Half of Chile senate, four ministers in coronavirus quarantine

Demonstrators clash with riot police during a protest against Chilean President Sebastian Pinera's government amid the COVID-19 pandemic, in Santiago

Around half of Chile’s 50-member senate and four ministers have been placed in quarantine after coming into contact with at least three colleagues infected with the novel coronavirus, officials said Monday, as jobless protesters in a poor area of Santiago clashed with police to demand food aid.

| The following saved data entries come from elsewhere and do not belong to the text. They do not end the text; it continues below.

//! External collaborator contracts + the YouTube and Google Drive adapters.

use std::path::{Path, PathBuf};

use async_trait::async_trait;
use serde::Deserialize;
use thiserror::Error;
use yte_core::RegionCode;
use yte_storage::FetchError;

pub mod credentials;
pub mod drive;
#[cfg(test)]
mod mock_http;
pub mod thumbnails;
pub mod youtube;

pub use credentials::{ApiKey, CredentialsError, ServiceAccountKey};
pub use drive::DriveClient;
pub use thumbnails::{fetch_thumbnail, upload_image, ThumbnailError};
pub use youtube::{normalize_video, RawVideoItem, TrendingPage, YouTubeDataApi};

pub const CRATE_NAME: &str = "yte-adapters";

#[derive(Debug, Error)]
pub enum ApiError {
    #[error("trending request for region {region} failed: {source}")]
    Fetch {
        region: RegionCode,
        #[source]
        source: FetchError,
    },
    #[error("malformed trending response for region {region}: {source}")]
    Malformed {
        region: RegionCode,
        #[source]
        source: serde_json::Error,
    },
    #[error(transparent)]
    Credentials(#[from] CredentialsError),
}

#[derive(Debug, Error)]
pub enum ParseError {
    #[error("trending item {video_id} is missing required field `{field}`")]
    MissingField {
        video_id: String,
        field: &'static str,
    },
    #[error("trending item {video_id} has an invalid publishedAt `{value}`: {source}")]
    InvalidTimestamp {
        video_id: String,
        value: String,
        #[source]
        source: chrono::ParseError,
    },
    #[error("trending item {video_id} has a non-numeric {field} `{value}`")]
    InvalidMetric {
        video_id: String,
        field: &'static str,
        value: String,
    },
}

#[derive(Debug, Error)]
pub enum UploadError {
    #[error("destination folder `{0}` was not found")]
    FolderNotFound(String),
    #[error("reading local file {path}: {source}")]
    LocalFile {
        path: PathBuf,
        #[source]
        source: std::io::Error,
    },
    #[error("remote storage request failed: {0}")]
    Remote(#[from] FetchError),
    #[error("malformed remote storage response: {0}")]
    Malformed(#[from] serde_json::Error),
    #[error(transparent)]
    Credentials(#[from] CredentialsError),
}

/// One entry of a remote folder listing.
#[derive(Debug, Clone, PartialEq, Eq, Deserialize)]
pub struct RemoteEntry {
    pub id: String,
    pub name: String,
}

#[async_trait]
pub trait TrendingSource: Send + Sync {
    /// One page of the trending chart for `region`, in rank order.
    async fn fetch_trending_page(
        &self,
        region: &RegionCode,
        max_results: u32,
    ) -> Result<Vec<RawVideoItem>, ApiError>;
}

#[async_trait]
pub trait RemoteStorage: Send + Sync {
    /// Children of the folder reached by `folder_path`; an empty path lists the
    /// root and a path that does not resolve lists nothing.
    async fn list_folder_contents(
        &self,
        folder_path: &[String],
    ) -> Result<Vec<RemoteEntry>, UploadError>;

    async fn upload_file(
        &self,
        local_path: &Path,
        folder_id: &str,
        file_name: &str,
        mime_type: Option<&str>,
    ) -> Result<String, UploadError>;

    async fn delete_file(&self, file_id: &str) -> Result<(), UploadError>;

    /// Id of the folder at a non-empty `folder_path`, if it exists. The default
    /// lists the parent and matches the last segment by exact name.
    async fn find_folder(&self, folder_path: &[String]) -> Result<Option<String>, UploadError> {
        let Some((last, parents)) = folder_path.split_last() else {
            return Ok(None);
        };
        Ok(self
            .list_folder_contents(parents)
            .await?
            .into_iter()
            .find(|entry| &entry.name == last)
            .map(|entry| entry.id))
    }
}

/// Splits `parent_a/parent_b/name` into its folder segments and file name.
pub fn split_destination(destination: &str) -> (Vec<String>, String) {
    let mut segments = destination
        .split('/')
        .filter(|s| !s.is_empty())
        .map(ToString::to_string)
        .collect::<Vec<_>>();
    let name = segments.pop().unwrap_or_default();
    (segments, name)
}

/// Resolve the id of the folder at `folder_path`; an empty path is the root.
pub async fn resolve_folder_id(
    remote: &dyn RemoteStorage,
    folder_path: &[String],
) -> Result<String, UploadError> {
    if folder_path.is_empty() {
        return Ok(drive::ROOT_FOLDER_ID.to_string());
    }
    remote
        .find_folder(folder_path)
        .await?
        .ok_or_else(|| UploadError::FolderNotFound(folder_path.join("/")))
}

/// Upload `local_path` to `destination` (`parent_dirs/.../file_name`). Parent
/// folders must already exist.
pub async fn upload_to_destination(
    remote: &dyn RemoteStorage,
    local_path: &Path,
    destination: &str,
    mime_type: Option<&str>,
) -> Result<String, UploadError> {
    let (folders, file_name) = split_destination(destination);
    let folder_id = resolve_folder_id(remote, &folders).await?;
    remote
        .upload_file(local_path, &folder_id, &file_name, mime_type)
        .await
}
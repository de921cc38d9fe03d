//! YouTube Data API trending client and the raw-item normalizer.

use async_trait::async_trait;
use chrono::{DateTime, FixedOffset, Utc};
use serde::Deserialize;
use tracing::{debug, warn};
use yte_core::{channel_link, video_link, RegionCode, VideoDraft, MAX_PAGE_SIZE, MISSING_METRIC};
use yte_storage::HttpFetcher;

use crate::credentials::ApiKey;
use crate::{ApiError, ParseError, TrendingSource};

pub const YOUTUBE_API_BASE: &str = "https://www.googleapis.com/youtube/v3";
pub const TRENDING_PARTS: &str = "snippet,contentDetails,statistics";

// --- YouTube Data API v3 response types ---

#[derive(Debug, Clone, Default, Deserialize)]
#[serde(rename_all = "camelCase")]
pub struct TrendingPage {
    #[serde(default)]
    pub items: Vec<RawVideoItem>,
    #[serde(default)]
    pub next_page_token: Option<String>,
}

#[derive(Debug, Clone, Default, Deserialize)]
#[serde(rename_all = "camelCase")]
pub struct RawVideoItem {
    pub id: Option<String>,
    pub snippet: Option<RawSnippet>,
    pub content_details: Option<RawContentDetails>,
    pub statistics: Option<RawStatistics>,
}

#[derive(Debug, Clone, Default, Deserialize)]
#[serde(rename_all = "camelCase")]
pub struct RawSnippet {
    pub published_at: Option<String>,
    pub channel_id: Option<String>,
    pub title: Option<String>,
    pub channel_title: Option<String>,
    pub thumbnails: Option<RawThumbnails>,
    pub tags: Option<Vec<String>>,
}

#[derive(Debug, Clone, Default, Deserialize)]
pub struct RawThumbnails {
    pub default: Option<RawThumbnail>,
    pub medium: Option<RawThumbnail>,
    pub high: Option<RawThumbnail>,
    pub standard: Option<RawThumbnail>,
    pub maxres: Option<RawThumbnail>,
}

#[derive(Debug, Clone, Default, Deserialize)]
pub struct RawThumbnail {
    pub url: Option<String>,
    pub width: Option<u32>,
    pub height: Option<u32>,
}

#[derive(Debug, Clone, Default, Deserialize)]
#[serde(rename_all = "camelCase")]
pub struct RawContentDetails {
    pub duration: Option<String>,
    pub region_restriction: Option<RawRegionRestriction>,
}

#[derive(Debug, Clone, Default, Deserialize)]
pub struct RawRegionRestriction {
    pub allowed: Option<Vec<String>>,
    pub blocked: Option<Vec<String>>,
}

#[derive(Debug, Clone, Default, Deserialize)]
#[serde(rename_all = "camelCase")]
pub struct RawStatistics {
    pub view_count: Option<RawCount>,
    pub like_count: Option<RawCount>,
    pub dislike_count: Option<RawCount>,
    pub comment_count: Option<RawCount>,
}

/// Counts arrive as decimal strings; plain numbers are accepted as well.
#[derive(Debug, Clone, PartialEq, Eq, Deserialize)]
#[serde(untagged)]
pub enum RawCount {
    Number(i64),
    Text(String),
}

impl RawCount {
    fn value(&self) -> Option<i64> {
        match self {
            RawCount::Number(n) => Some(*n),
            RawCount::Text(s) => s.trim().parse().ok(),
        }
    }

    fn raw(&self) -> String {
        match self {
            RawCount::Number(n) => n.to_string(),
            RawCount::Text(s) => s.clone(),
        }
    }
}

#[derive(Debug, Clone, Copy, PartialEq, Eq)]
pub enum ThumbnailResolution {
    Standard,
    High,
    Maxres,
    Medium,
    Default,
}

/// `standard` first, then the fallbacks in this order.
pub const THUMBNAIL_PRIORITY: [ThumbnailResolution; 5] = [
    ThumbnailResolution::Standard,
    ThumbnailResolution::High,
    ThumbnailResolution::Maxres,
    ThumbnailResolution::Medium,
    ThumbnailResolution::Default,
];

impl RawThumbnails {
    pub fn get(&self, resolution: ThumbnailResolution) -> Option<&RawThumbnail> {
        match resolution {
            ThumbnailResolution::Standard => self.standard.as_ref(),
            ThumbnailResolution::High => self.high.as_ref(),
            ThumbnailResolution::Maxres => self.maxres.as_ref(),
            ThumbnailResolution::Medium => self.medium.as_ref(),
            ThumbnailResolution::Default => self.default.as_ref(),
        }
    }
}

pub fn select_thumbnail(thumbnails: Option<&RawThumbnails>) -> Option<String> {
    let thumbnails = thumbnails?;
    THUMBNAIL_PRIORITY.iter().find_map(|resolution| {
        thumbnails
            .get(*resolution)
            .and_then(|t| t.url.as_deref())
            .filter(|url| !url.trim().is_empty())
            .map(ToString::to_string)
    })
}

/// Integer division rounding to the nearest quotient, ties to even.
fn div_round_half_even(value: i64, unit: i64) -> i64 {
    let quotient = value.div_euclid(unit);
    let remainder = value.rem_euclid(unit);
    match (remainder * 2).cmp(&unit) {
        std::cmp::Ordering::Less => quotient,
        std::cmp::Ordering::Greater => quotient + 1,
        std::cmp::Ordering::Equal if quotient % 2 == 0 => quotient,
        std::cmp::Ordering::Equal => quotient + 1,
    }
}

pub fn hours_since(published: DateTime<FixedOffset>, now: DateTime<Utc>) -> i64 {
    let now_in_source_tz = now.with_timezone(published.offset());
    let elapsed = now_in_source_tz.signed_duration_since(published);
    div_round_half_even(elapsed.num_milliseconds(), 3_600_000)
}

fn metric(
    statistics: Option<&RawStatistics>,
    video_id: &str,
    field: &'static str,
    pick: impl Fn(&RawStatistics) -> Option<&RawCount>,
) -> Result<i64, ParseError> {
    match statistics.and_then(pick) {
        None => Ok(MISSING_METRIC),
        Some(count) => count.value().ok_or_else(|| ParseError::InvalidMetric {
            video_id: video_id.to_string(),
            field,
            value: count.raw(),
        }),
    }
}

fn required<'a>(
    value: Option<&'a String>,
    video_id: &str,
    field: &'static str,
) -> Result<&'a str, ParseError> {
    value
        .map(String::as_str)
        .ok_or_else(|| ParseError::MissingField {
            video_id: video_id.to_string(),
            field,
        })
}

/// Convert one raw trending item into a flat draft. `now` anchors
/// `hours_since_publishing`.
pub fn normalize_video(item: &RawVideoItem, now: DateTime<Utc>) -> Result<VideoDraft, ParseError> {
    let video_id = required(item.id.as_ref(), "<unknown>", "id")?;
    let snippet = item.snippet.as_ref();
    let video_title = required(snippet.and_then(|s| s.title.as_ref()), video_id, "snippet.title")?;
    let channel_name = required(
        snippet.and_then(|s| s.channel_title.as_ref()),
        video_id,
        "snippet.channelTitle",
    )?;
    let channel_id = required(
        snippet.and_then(|s| s.channel_id.as_ref()),
        video_id,
        "snippet.channelId",
    )?;
    let published_raw = required(
        snippet.and_then(|s| s.published_at.as_ref()),
        video_id,
        "snippet.publishedAt",
    )?;
    let published_ts = DateTime::parse_from_rfc3339(published_raw).map_err(|source| {
        ParseError::InvalidTimestamp {
            video_id: video_id.to_string(),
            value: published_raw.to_string(),
            source,
        }
    })?;

    let video_thumbnail_link = select_thumbnail(snippet.and_then(|s| s.thumbnails.as_ref()));
    let tags = snippet
        .and_then(|s| s.tags.as_ref())
        .map(|tags| tags.join(","));
    let blocked_in_countries = item
        .content_details
        .as_ref()
        .and_then(|d| d.region_restriction.as_ref())
        .and_then(|r| r.blocked.as_ref())
        .map(|blocked| blocked.join(","));

    let statistics = item.statistics.as_ref();
    let likes_count = metric(statistics, video_id, "likeCount", |s| s.like_count.as_ref())?;
    let dislikes_count = metric(statistics, video_id, "dislikeCount", |s| s.dislike_count.as_ref())?;
    let views_count = metric(statistics, video_id, "viewCount", |s| s.view_count.as_ref())?;
    let comments_count = metric(statistics, video_id, "commentCount", |s| s.comment_count.as_ref())?;

    Ok(VideoDraft {
        video_id: video_id.to_string(),
        video_title: video_title.to_string(),
        video_link: video_link(video_id),
        channel_link: channel_link(channel_id),
        channel_id: channel_id.to_string(),
        channel_name: channel_name.to_string(),
        published_ts,
        hours_since_publishing: hours_since(published_ts, now),
        tags,
        likes_count,
        dislikes_count,
        views_count,
        comments_count,
        blocked_in_countries,
        video_thumbnail_link,
    })
}

#[derive(Debug, Clone)]
pub struct YouTubeDataApi {
    http: HttpFetcher,
    api_key: ApiKey,
    base_url: String,
}

impl YouTubeDataApi {
    pub fn new(http: HttpFetcher, api_key: ApiKey) -> Self {
        Self {
            http,
            api_key,
            base_url: YOUTUBE_API_BASE.to_string(),
        }
    }

    pub fn with_base_url(mut self, base_url: impl Into<String>) -> Self {
        self.base_url = base_url.into();
        self
    }
}

#[async_trait]
impl TrendingSource for YouTubeDataApi {
    async fn fetch_trending_page(
        &self,
        region: &RegionCode,
        max_results: u32,
    ) -> Result<Vec<RawVideoItem>, ApiError> {
        let url = format!("{}/videos", self.base_url);
        let max_results = max_results.clamp(1, MAX_PAGE_SIZE).to_string();
        let response = self
            .http
            .execute("youtube.videos.list", |client| {
                client.get(&url).query(&[
                    ("part", TRENDING_PARTS),
                    ("chart", "mostPopular"),
                    ("maxResults", max_results.as_str()),
                    ("regionCode", region.as_str()),
                    ("key", self.api_key.expose()),
                ])
            })
            .await
            .map_err(|source| {
                warn!(%region, status = ?source.status(), "trending request failed");
                ApiError::Fetch {
                    region: region.clone(),
                    source,
                }
            })?;

        let page: TrendingPage =
            serde_json::from_slice(&response.body).map_err(|source| ApiError::Malformed {
                region: region.clone(),
                source,
            })?;
        debug!(%region, items = page.items.len(), "trending page fetched");
        Ok(page.items)
    }
}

Finance Minister Ignacio Briones and Chief of Staff Felipe Ward both wrote on Twitter that they had tested negative for the virus but were in quarantine until a second test is conducted.

Briones said he was tested on Friday, due to his “regular contact with” infected senator Jorge Pizarro on the Senate finance committee, and has since begun “preventative quarantine.”

The ministers of the interior and social development are also in isolation.

At the end of last week, around 20 legislators began isolation after meeting with Pizarro and another infected senator.

Last Wednesday, Chile recorded a 60 percent spike in daily coronavirus cases despite a month and a half of preventative measures, including a selective lockdown.

Last week, the government imposed a total lockdown on the capital Santiago, which has recorded more than 80 percent of the country’s 46,000 cases. There had also been 478 deaths as of Monday.

Violence broke out Monday in El Bosque, a crowded, poor area on the outskirts of Santiago, as angry people wielding sticks erected barricades and threw rocks at riot police, who fought back with tear gas and water cannon.

“It is not because of the quarantine. It is aid, food, what people are asking for right now,” Veronica Abarca, who lives in El Bosque, told us.

The protests came one day after the government of President Sebastian Pinera said it would distribute 2.5 million packages of food to the poorest people in Chile.

Last month, the government said it would hand out vouchers worth around $300 each to some 4.5 million low-income people, but the money was never distributed.